Monday, January 20, 2014

California Balancing on a Knife Edge

California's Monterey Basin oil field is believed to hold reserves of more than 13-billion barrels.  That, for California, is the good news.  After that, the news is all bad.

The Monterey Basin oil is "tight oil" meaning it's shale oil.  That oil can only be recovered by hydraulic fracturing or 'fracking.'  Fracking uses something California is desperately short of right now, water - lots of water. 

Governor Jerry Brown has already declared California in a state of severe drought emergency.  Things are looking grim in the Sierra Nevada where last year's meagre snowpack was vastly greater than this year's. 

There's simply not nearly enough water to go around and major oil extraction will massively increase demand.

A major portion of the basin’s estimated 13.7 billion barrels of oil  sits squarely within California’s Central Valley aquifer system, the state’s largest groundwater reservoir. Here, oil and water resources are layered on top of each other—freshwater resources are at depths up to 3,000 feet; the aquifer, a layer of underground rock and soil through which water flows, reaches down to 9,000 feet; and oil stores are buried from 8,000 to 14,000 feet. Folds, fractures, and fragmentation in this seismically active region have deformed the source rock, which ranges from 1,000 to 3,000 feet in thickness.

This makes Monterey shale oil difficult to characterize—and even more difficult to produce—with its structure changing markedly throughout the play. It also increases the risk that accessing this oil will negatively impact the state’s water supply because the jumbled geology does not lend itself to the accurate underground assessments needed for safe well and fracturing control.

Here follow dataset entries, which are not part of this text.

//! Shared test helpers for unit and integration tests.
//!
//! Gated behind `#[cfg(any(test, feature = "test-utils"))]`. The centerpiece
//! is [`SimulatedWorkcell`], an in-memory deck that records every call the
//! tracker makes so tests can assert on moves, pauses and log lines.

use crate::config::{MagazineConfig, TrackerConfig, WasteKind};
use crate::deck::{
    ActuationError, DeckScan, Destination, HolderInfo, Locus, Movable, Occupant, Retrieved,
    Workcell,
};
use crate::id::{ConsumerId, HolderId, MagazineId, ResourceType};
use crate::slot::{ReserveSlot, Slot};
use slotmap::SlotMap;
use std::collections::BTreeMap;

// ===========================================================================
// Fixtures
// ===========================================================================

pub fn slot(name: &str) -> Slot {
    name.parse().unwrap()
}

pub fn slots(names: &[&str]) -> Vec<Slot> {
    names.iter().map(|n| slot(n)).collect()
}

pub fn tips() -> ResourceType {
    ResourceType::new("tiprack_200ul")
}

pub fn plates() -> ResourceType {
    ResourceType::new("plate_96")
}

/// Chute plus gripper: holders are swapped without the operator.
pub fn automated_config() -> TrackerConfig {
    TrackerConfig {
        reserve_slots: vec![ReserveSlot::A4, ReserveSlot::B4],
        waste: WasteKind::Chute,
        use_gripper: true,
        ..TrackerConfig::default()
    }
}

/// Bin waste with a buffer slot: swaps go through the carousel.
pub fn carousel_config(buffer: &str) -> TrackerConfig {
    TrackerConfig {
        reserve_slots: vec![ReserveSlot::A4, ReserveSlot::B4],
        buffer_slot: Some(slot(buffer)),
        waste: WasteKind::Bin,
        use_gripper: true,
        ..TrackerConfig::default()
    }
}

pub fn magazine_config(resource: ResourceType, capacity: u32) -> MagazineConfig {
    MagazineConfig {
        resource,
        capacity,
        initial: None,
        cover: false,
    }
}

// ===========================================================================
// Simulated workcell
// ===========================================================================

/// One recorded `transfer` call.
#[derive(Debug, Clone, Copy, PartialEq, Eq)]
pub struct TransferRecord {
    pub object: Movable,
    pub destination: Destination,
    pub use_gripper: bool,
}

#[derive(Debug, Clone)]
struct SimHolder {
    resource: ResourceType,
    units_left: u32,
    cover: bool,
}

#[derive(Debug, Clone)]
enum SimOccupant {
    Holder(HolderId),
    Adapter(Option<HolderId>),
    Fixture(String),
}

#[derive(Debug, Clone, Default)]
struct SimMagazine {
    resource: Option<ResourceType>,
    stock: u32,
    cover: bool,
}

#[derive(Debug, Clone)]
pub struct SimulatedWorkcell {
    units_per_holder: u32,
    holders: SlotMap<HolderId, SimHolder>,
    deck: BTreeMap<Slot, SimOccupant>,
    magazines: SlotMap<MagazineId, SimMagazine>,
    transfers: Vec<TransferRecord>,
    pauses: Vec<String>,
    comments: Vec<String>,
    homes: u32,
    consumed: Vec<(ConsumerId, HolderId)>,
    releases: u32,
}

impl SimulatedWorkcell {
    /// Every holder the workcell creates starts with `units_per_holder`.
    pub fn new(units_per_holder: u32) -> Self {
        Self {
            units_per_holder,
            holders: SlotMap::with_key(),
            deck: BTreeMap::new(),
            magazines: SlotMap::with_key(),
            transfers: Vec::new(),
            pauses: Vec::new(),
            comments: Vec::new(),
            homes: 0,
            consumed: Vec::new(),
            releases: 0,
        }
    }

    // -- Out-of-band setup --

    pub fn place_holder(&mut self, resource: &ResourceType, slot: Slot) -> HolderId {
        assert!(!self.deck.contains_key(&slot), "slot {slot} already occupied");
        let id = self.new_holder(resource, false);
        self.deck.insert(slot, SimOccupant::Holder(id));
        id
    }

    /// Place an adapter, optionally carrying a holder of `resource`.
    pub fn place_adapter(
        &mut self,
        slot: Slot,
        resource: Option<&ResourceType>,
    ) -> Option<HolderId> {
        assert!(!self.deck.contains_key(&slot), "slot {slot} already occupied");
        let child = resource.map(|r| self.new_holder(r, false));
        self.deck.insert(slot, SimOccupant::Adapter(child));
        child
    }

    pub fn place_fixture(&mut self, slot: Slot, name: &str) {
        self.deck.insert(slot, SimOccupant::Fixture(name.to_string()));
    }

    /// Clear a slot as if someone lifted its occupant off the deck.
    pub fn remove(&mut self, slot: Slot) {
        self.deck.remove(&slot);
    }

    pub fn set_units(&mut self, holder: HolderId, units: u32) {
        if let Some(h) = self.holders.get_mut(holder) {
            h.units_left = units;
        }
    }

    pub fn deplete(&mut self, holder: HolderId) {
        self.set_units(holder, 0);
    }

    pub fn add_magazine(&mut self) -> MagazineId {
        self.magazines.insert(SimMagazine::default())
    }

    // -- Inspection --

    pub fn units_left(&self, holder: HolderId) -> Option<u32> {
        self.holders.get(holder).map(|h| h.units_left)
    }

    pub fn has_cover(&self, holder: HolderId) -> bool {
        self.holders.get(holder).is_some_and(|h| h.cover)
    }

    pub fn holder_at(&self, slot: Slot) -> Option<HolderId> {
        match self.deck.get(&slot)? {
            SimOccupant::Holder(id) => Some(*id),
            SimOccupant::Adapter(child) => *child,
            SimOccupant::Fixture(_) => None,
        }
    }

    pub fn slot_of(&self, holder: HolderId) -> Option<Slot> {
        self.deck
            .keys()
            .copied()
            .find(|&slot| self.holder_at(slot) == Some(holder))
    }

    pub fn resource_at(&self, slot: Slot) -> Option<&ResourceType> {
        self.holder_at(slot)
            .and_then(|id| self.holders.get(id))
            .map(|h| &h.resource)
    }

    pub fn magazine_count(&self, magazine: MagazineId) -> u32 {
        self.magazines.get(magazine).map_or(0, |m| m.stock)
    }

    pub fn transfers(&self) -> &[TransferRecord] {
        &self.transfers
    }

    pub fn pauses(&self) -> &[String] {
        &self.pauses
    }

    pub fn comments(&self) -> &[String] {
        &self.comments
    }

    pub fn homes(&self) -> u32 {
        self.homes
    }

    pub fn consumed(&self) -> &[(ConsumerId, HolderId)] {
        &self.consumed
    }

    pub fn releases(&self) -> u32 {
        self.releases
    }

    pub fn clear_log(&mut self) {
        self.transfers.clear();
        self.pauses.clear();
        self.comments.clear();
        self.homes = 0;
    }

    // -- Internals --

    fn new_holder(&mut self, resource: &ResourceType, cover: bool) -> HolderId {
        self.holders.insert(SimHolder {
            resource: resource.clone(),
            units_left: self.units_per_holder,
            cover,
        })
    }

    fn take_from(&mut self, consumer: ConsumerId, holder: HolderId) -> Result<u32, ActuationError> {
        match self.holders.get_mut(holder) {
            Some(h) if h.units_left > 0 => {
                h.units_left -= 1;
                self.consumed.push((consumer, holder));
                Ok(1)
            }
            _ => Err(ActuationError::ResourceExhausted { consumer }),
        }
    }

    fn lift(&mut self, holder: HolderId) {
        let Some(slot) = self.slot_of(holder) else {
            return;
        };
        match self.deck.get_mut(&slot) {
            Some(SimOccupant::Adapter(child)) => *child = None,
            _ => {
                self.deck.remove(&slot);
            }
        }
    }
}

impl Workcell for SimulatedWorkcell {
    fn consume(
        &mut self,
        consumer: ConsumerId,
        holders: &[HolderId],
        locus: Option<Locus>,
    ) -> Result<u32, ActuationError> {
        if let Some(locus) = locus {
            let holder = match locus {
                Locus::Holder(h) => h,
                Locus::Position { holder, .. } => holder,
            };
            return self.take_from(consumer, holder);
        }
        let next = holders
            .iter()
            .copied()
            .find(|&h| self.units_left(h).is_some_and(|u| u > 0));
        match next {
            Some(holder) => self.take_from(consumer, holder),
            None => Err(ActuationError::ResourceExhausted { consumer }),
        }
    }

    fn release(
        &mut self,
        _consumer: ConsumerId,
        _locus: Option<Locus>,
        _return_to_holder: bool,
    ) -> Result<(), ActuationError> {
        self.releases += 1;
        Ok(())
    }

    fn transfer(
        &mut self,
        object: Movable,
        destination: Destination,
        use_gripper: bool,
    ) -> Result<(), ActuationError> {
        match object {
            Movable::Holder(id) => {
                if !self.holders.contains_key(id) {
                    return Err(ActuationError::UnknownObject(object));
                }
                if let Destination::Slot(slot) = destination {
                    if self.deck.contains_key(&slot) {
                        return Err(ActuationError::SlotOccupied(slot));
                    }
                }
                self.lift(id);
                match destination {
                    Destination::Slot(slot) => {
                        self.deck.insert(slot, SimOccupant::Holder(id));
                    }
                    Destination::Waste => {
                        self.holders.remove(id);
                    }
                    Destination::OffDeck => {}
                }
            }
            Movable::Cover(id) => match self.holders.get_mut(id) {
                Some(h) => h.cover = false,
                None => return Err(ActuationError::UnknownObject(object)),
            },
        }
        self.transfers.push(TransferRecord {
            object,
            destination,
            use_gripper,
        });
        Ok(())
    }

    fn load_holder(
        &mut self,
        resource: &ResourceType,
        slot: Slot,
    ) -> Result<HolderId, ActuationError> {
        if self.deck.contains_key(&slot) {
            return Err(ActuationError::SlotOccupied(slot));
        }
        let id = self.new_holder(resource, false);
        self.deck.insert(slot, SimOccupant::Holder(id));
        Ok(id)
    }

    fn pause_for_operator(&mut self, message: &str) {
        self.pauses.push(message.to_string());
    }

    fn home(&mut self) {
        self.homes += 1;
    }

    fn comment(&mut self, message: &str) {
        self.comments.push(message.to_string());
    }

    fn scan_slots(&self) -> DeckScan {
        let info = |id: HolderId| {
            self.holders.get(id).map(|h| HolderInfo {
                id,
                resource: h.resource.clone(),
                has_units: h.units_left > 0,
            })
        };
        let slots = self
            .deck
            .iter()
            .filter_map(|(&slot, occupant)| {
                let occupant = match occupant {
                    SimOccupant::Holder(id) => Occupant::Holder(info(*id)?),
                    SimOccupant::Adapter(child) => Occupant::Adapter {
                        child: child.and_then(info),
                    },
                    SimOccupant::Fixture(name) => Occupant::Fixture { name: name.clone() },
                };
                Some((slot, occupant))
            })
            .collect();
        DeckScan::new(slots)
    }

    fn store_in_magazine(
        &mut self,
        magazine: MagazineId,
        resource: &ResourceType,
        count: u32,
        cover: bool,
    ) -> Result<(), ActuationError> {
        let mag = self
            .magazines
            .get_mut(magazine)
            .ok_or_else(|| ActuationError::Other(format!("no magazine {magazine:?}")))?;
        mag.resource = Some(resource.clone());
        mag.stock = count;
        mag.cover = cover;
        Ok(())
    }

    fn retrieve_from_magazine(
        &mut self,
        magazine: MagazineId,
    ) -> Result<Retrieved, ActuationError> {
        let (resource, cover) = match self.magazines.get_mut(magazine) {
            Some(SimMagazine {
                resource: Some(resource),
                stock,
                cover,
            }) if *stock > 0 => {
                *stock -= 1;
                (resource.clone(), *cover)
            }
            _ => return Err(ActuationError::MagazineJammed(magazine)),
        };
        let holder = self.new_holder(&resource, cover);
        Ok(Retrieved { holder, cover })
    }

    fn refill_magazine(&mut self, magazine: MagazineId, count: u32) -> Result<(), ActuationError> {
        let mag = self
            .magazines
            .get_mut(magazine)
            .ok_or(ActuationError::MagazineJammed(magazine))?;
        mag.stock = count;
        Ok(())
    }
}
//! Property-based tests for the replenish core.
//!
//! Uses proptest to generate random decks, then verify that the ledger
//! rebuild classifies every holder and that slot names parse consistently.

use proptest::prelude::*;
use replenish_core::deck::{DeckScan, HolderInfo, Occupant};
use replenish_core::id::{HolderId, ResourceType};
use replenish_core::ledger::{Ledger, Tier};
use replenish_core::slot::{ReserveSlot, Slot};
use slotmap::SlotMap;
use std::collections::BTreeMap;

// ===========================================================================
// Generators
// ===========================================================================

/// What a generated slot holds: nothing, a fixture, or a holder of one of
/// two types with or without units, optionally on an adapter.
#[derive(Debug, Clone)]
enum Cell {
    Empty,
    Fixture,
    Holder { type_a: bool, has_units: bool, on_adapter: bool },
}

fn arb_cell() -> impl Strategy<Value = Cell> {
    prop_oneof![
        2 => Just(Cell::Empty),
        1 => Just(Cell::Fixture),
        4 => (any::<bool>(), any::<bool>(), prop::bool::weighted(0.2)).prop_map(
            |(type_a, has_units, on_adapter)| Cell::Holder { type_a, has_units, on_adapter }
        ),
    ]
}

fn type_a() -> ResourceType {
    ResourceType::new("tiprack_200ul")
}

fn type_b() -> ResourceType {
    ResourceType::new("tiprack_1000ul")
}

/// Build a scan from one generated cell per deck slot.
fn build_scan(cells: &[Cell]) -> (DeckScan, Vec<(Slot, HolderId, bool, bool)>) {
    let mut ids: SlotMap<HolderId, ()> = SlotMap::with_key();
    let mut slots = BTreeMap::new();
    let mut placed = Vec::new();
    for (slot, cell) in Slot::all().zip(cells) {
        match *cell {
            Cell::Empty => {}
            Cell::Fixture => {
                slots.insert(slot, Occupant::Fixture { name: "magnetic_module".into() });
            }
            Cell::Holder { type_a: is_a, has_units, on_adapter } => {
                let id = ids.insert(());
                let info = HolderInfo {
                    id,
                    resource: if is_a { type_a() } else { type_b() },
                    has_units,
                };
                let occupant = if on_adapter {
                    Occupant::Adapter { child: Some(info) }
                } else {
                    Occupant::Holder(info)
                };
                slots.insert(slot, occupant);
                placed.push((slot, id, is_a, has_units));
            }
        }
    }
    (DeckScan::new(slots), placed)
}

// ===========================================================================
// Ledger rescan
// ===========================================================================

proptest! {
    #[test]
    fn rescan_classifies_every_holder(
        cells in proptest::collection::vec(arb_cell(), 16),
        reserve in proptest::sample::subsequence(ReserveSlot::ALL.to_vec(), 0..=4),
    ) {
        let (scan, placed) = build_scan(&cells);
        let mut ledger = Ledger::new();
        ledger.add_reserve_slots(reserve.iter().copied());

        let summary = ledger.rescan(&type_a(), &scan);

        let primary = ledger.holders_of(&type_a(), Tier::Primary).unwrap();
        let reserve_tier = ledger.holders_of(&type_a(), Tier::Reserve).unwrap();
        prop_assert_eq!(summary.primary, primary.len());
        prop_assert_eq!(summary.reserve, reserve_tier.len());

        for (slot, id, is_a, has_units) in placed {
            let in_primary = primary.iter().any(|r| r.id == id && r.slot == slot);
            let in_reserve = reserve_tier.iter().any(|r| r.id == id && r.slot == slot);
            if !is_a {
                prop_assert!(!in_primary && !in_reserve);
            } else if ledger.is_reserve(slot) {
                // Spent holders on reserve slots are not supply.
                prop_assert_eq!(in_reserve, has_units);
                prop_assert!(!in_primary);
            } else {
                prop_assert!(in_primary && !in_reserve);
            }
        }
    }

    #[test]
    fn depleted_primary_reports_only_spent_holders(
        cells in proptest::collection::vec(arb_cell(), 16),
    ) {
        let (scan, _) = build_scan(&cells);
        let mut ledger = Ledger::new();
        ledger.rescan(&type_a(), &scan);

        for record in ledger.depleted_primary(&type_a(), &scan) {
            let info = scan.holder_at(record.slot).unwrap();
            prop_assert_eq!(info.id, record.id);
            prop_assert!(!info.has_units);
        }
    }
}

// ===========================================================================
// Slot names
// ===========================================================================

proptest! {
    #[test]
    fn slot_parse_accepts_exactly_the_grid(row in any::<char>(), column in 0u8..10) {
        let name = format!("{row}{column}");
        let on_grid = matches!(row.to_ascii_uppercase(), 'A'..='D') && (1..=4).contains(&column);
        prop_assert_eq!(name.parse::<Slot>().is_ok(), on_grid);
        prop_assert_eq!(
            name.parse::<ReserveSlot>().is_ok(),
            on_grid && column == 4
        );
    }
}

...the Monterey oil basin—along with the agricultural and urban areas with which oil developers must share limited water resources—is located in some of the most water-stressed regions in the state, in which less than 50 percent of average annual precipitation fell over the previous two years. 

Additional oil-water strains exist in this region due to its active seismicity, which exacerbates the threat of water contamination. The Monterey oil basin is located near several fault lines, including the San Andreas Fault, the Garlock Fault, and numerous known smaller faults near Bakersfield and in the central and south coast regions. Earthquakes affect the earth’s intricate plumbing system. As such, seismic activity has the potential to damage both oil wells and wastewater injection wells, where the toxic byproduct of fracking is injected deep underground for permanent storage. Damage to either type of well type could contaminate water resources.

You might think it would be obvious that the state's shale oil should be left untouched at least until the water crisis is over but producers have a huge incentive to frack and drill.  California does not levy an excise tax on extracted oil.  Texas charges 4.75%, Alaska levies 50%.